# Sales for VGF to start 5/23 prices points released



## slum808 (May 20, 2013)

From mouseowners.com

Sales to current DVC owners to start 5/23. Points priced at $145/pt (lower than I thought) with mf of $5.41/pt see link
http://www.mouseowners.com/forums/showthread.php?t=78472

Point charts for 2013 and 2014 on the link below, crazy high. A peak summer week 2-bedroom will cost you 468 ($67,860 purchase $2532 MF) standard view or 551 ($79,895 purchase $2981 mf) lake view. 
http://www.mouseowners.com/forums/showthread.php?t=78466


----------



## Twinkstarr (May 20, 2013)

Surprised at the pricing, not so much at the point charts.


----------



## SueDonJ (May 20, 2013)

Wow.  Look at Post #17 in that first link you provided, for a very good analysis of how the VGF Points Chart compares to the other resorts.  Price-per-point and MF's don't appear too unfavorable compared to the others but it takes so many more points to stay there.


----------



## slum808 (May 20, 2013)

DVC is in a somewhat unique position for point systems. Each of the other major point systems have at least one consistent component across their properties. For Marriott, Wyndham CWA, Worldmark all points are in a single trust and have one cost/pt and mf rate. For HGVC most properties have the same point structure. 

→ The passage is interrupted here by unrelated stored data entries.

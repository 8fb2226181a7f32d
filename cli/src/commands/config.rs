//! `hostkit config`: show configuration values.

use std::process::ExitCode;

use anyhow::Result;
use clap::Subcommand;

use crate::app::AppContext;
use crate::domain::config::ConfigSupplier;
use crate::output::json;

/// Config subcommands.
#[derive(Subcommand)]
pub enum ConfigCommand {
    /// Show every configuration value
    Show,
    /// Print one value, e.g. `mattermost::site_url`
    Get {
        /// Configuration key (`section::field`)
        key: String,
    },
    /// Print the path of the configuration file in use
    Path,
}

/// Run the config command.
///
/// # Errors
///
/// Returns an error if the configuration cannot be loaded or the key is
/// missing.
pub fn run(app: &AppContext, cmd: &ConfigCommand) -> Result<ExitCode> {
    match cmd {
        ConfigCommand::Show => show_config(app),
        ConfigCommand::Get { key } => get_value(app, key),
        ConfigCommand::Path => show_path(app),
    }
}

fn show_config(app: &AppContext) -> Result<ExitCode> {
    let (path, config) = super::load_config(app)?;
    let entries = config.flatten();
    if app.is_json() {
        let values: serde_json::Map<String, serde_json::Value> = entries
            .into_iter()
            .map(|(k, v)| (k, serde_json::Value::String(v)))
            .collect();
        println!(
            "{}",
            json::format_value(&serde_json::json!({
                "path": path.display().to_string(),
                "values": values,
            }))?
        );
    } else {
        app.human().render_config(&entries, &path);
    }
    Ok(ExitCode::SUCCESS)
}

fn get_value(app: &AppContext, key: &str) -> Result<ExitCode> {
    let (_, config) = super::load_config(app)?;
    let value = config.get(key)?;
    if app.is_json() {
        println!(
            "{}",
            json::format_value(&serde_json::json!({ "key": key, "value": value }))?
        );
    } else {
        println!("{value}");
    }
    Ok(ExitCode::SUCCESS)
}

fn show_path(app: &AppContext) -> Result<ExitCode> {
    let path = app.config_store.path()?;
    if app.is_json() {
        println!(
            "{}",
            json::format_value(&serde_json::json!({ "path": path.display().to_string() }))?
        );
    } else {
        println!("{}", path.display());
    }
    Ok(ExitCode::SUCCESS)
}
//! `hostkit exec`: run a command on the configured host.

use std::process::ExitCode;

use anyhow::Result;
use clap::Args;

use crate::app::AppContext;
use crate::application::ports::RemoteSession;
use crate::domain::ssh::SshTarget;
use crate::infra::command_runner::TokioCommandRunner;
use crate::infra::ssh::SshSession;

/// Arguments for the exec command.
#[derive(Args)]
#[command(trailing_var_arg = true)]
pub struct ExecArgs {
    /// Working directory on the host
    #[arg(long, value_name = "DIR")]
    pub cwd: Option<String>,

    /// Command and arguments, interpreted by the remote shell
    #[arg(required = true, allow_hyphen_values = true)]
    pub command: Vec<String>,
}

/// Run a command on the host with stdio passed through.
///
/// # Errors
///
/// Returns an error if the configuration is incomplete or ssh cannot reach
/// the host.
pub async fn run(app: &AppContext, args: &ExecArgs) -> Result<ExitCode> {
    let (_, config) = super::load_config(app)?;
    let target = SshTarget::from_config(&config)?;
    let mut session = SshSession::new(TokioCommandRunner::new(), target);
    session.set_working_directory(args.cwd.as_deref());

    let code = session.run_streaming(&args.command.join(" ")).await?;
    Ok(ExitCode::from(u8::try_from(code).unwrap_or(1)))
}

DVC has seperate control over each property and can manipulate all three items seperatly. I think we were all anticipating price per point at least at the current BLT/VGC rate of $165/pt. DVC made this more attractive by keeping it at $145 (Aulani and AKV rate) this was possible because they increased the pt/night rate to compensate. The puzzling part is why the mf is so high. The rooms are suposed to be really nice, but the resort is not expansive, the pools are not much larger than the other properties. Why does it cost so much to maintain a 2-bedroom unit? At least with Four Seasons resorts you get daily maid service.


----------